■ **What is expected**
Please return every line from the entries that has the string "Some" in it.

= = =

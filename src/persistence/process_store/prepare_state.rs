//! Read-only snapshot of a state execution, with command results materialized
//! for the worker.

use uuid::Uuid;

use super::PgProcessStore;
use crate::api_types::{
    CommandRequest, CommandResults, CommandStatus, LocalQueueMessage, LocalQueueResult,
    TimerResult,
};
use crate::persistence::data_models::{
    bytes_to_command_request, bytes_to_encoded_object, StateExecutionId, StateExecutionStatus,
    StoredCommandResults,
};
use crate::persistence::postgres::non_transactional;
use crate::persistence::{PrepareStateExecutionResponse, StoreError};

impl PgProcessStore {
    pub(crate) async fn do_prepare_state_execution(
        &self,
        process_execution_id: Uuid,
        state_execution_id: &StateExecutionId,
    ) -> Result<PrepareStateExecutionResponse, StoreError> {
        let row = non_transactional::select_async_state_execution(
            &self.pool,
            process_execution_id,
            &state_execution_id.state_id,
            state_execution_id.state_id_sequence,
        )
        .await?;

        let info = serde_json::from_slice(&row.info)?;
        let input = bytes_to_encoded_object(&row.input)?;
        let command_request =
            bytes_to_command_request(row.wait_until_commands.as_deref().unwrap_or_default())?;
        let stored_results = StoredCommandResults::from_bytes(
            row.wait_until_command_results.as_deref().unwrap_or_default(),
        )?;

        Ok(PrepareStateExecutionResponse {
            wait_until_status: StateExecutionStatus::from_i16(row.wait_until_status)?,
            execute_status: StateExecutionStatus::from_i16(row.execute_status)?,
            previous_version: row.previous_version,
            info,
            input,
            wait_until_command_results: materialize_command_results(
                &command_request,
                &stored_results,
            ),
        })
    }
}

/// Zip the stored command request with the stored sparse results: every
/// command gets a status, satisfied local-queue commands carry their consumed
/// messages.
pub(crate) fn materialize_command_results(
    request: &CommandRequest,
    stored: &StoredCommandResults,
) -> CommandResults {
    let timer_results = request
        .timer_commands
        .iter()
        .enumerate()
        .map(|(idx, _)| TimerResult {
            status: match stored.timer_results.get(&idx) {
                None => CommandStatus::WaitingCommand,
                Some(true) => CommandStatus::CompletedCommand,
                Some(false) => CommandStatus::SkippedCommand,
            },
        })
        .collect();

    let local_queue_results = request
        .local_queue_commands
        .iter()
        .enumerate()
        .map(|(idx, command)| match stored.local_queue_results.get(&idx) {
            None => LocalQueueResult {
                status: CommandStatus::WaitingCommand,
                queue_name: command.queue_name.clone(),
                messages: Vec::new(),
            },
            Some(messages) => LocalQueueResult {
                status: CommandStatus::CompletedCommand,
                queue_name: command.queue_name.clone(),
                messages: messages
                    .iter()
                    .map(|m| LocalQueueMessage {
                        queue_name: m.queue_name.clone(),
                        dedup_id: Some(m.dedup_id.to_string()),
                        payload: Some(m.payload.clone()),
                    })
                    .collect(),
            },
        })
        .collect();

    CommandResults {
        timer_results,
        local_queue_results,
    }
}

= = =

■ **Exercise response**
                Some(true) => CommandStatus::CompletedCommand,
                Some(false) => CommandStatus::SkippedCommand,
            Some(messages) => LocalQueueResult {
                        dedup_id: Some(m.dedup_id.to_string()),
                        payload: Some(m.payload.clone()),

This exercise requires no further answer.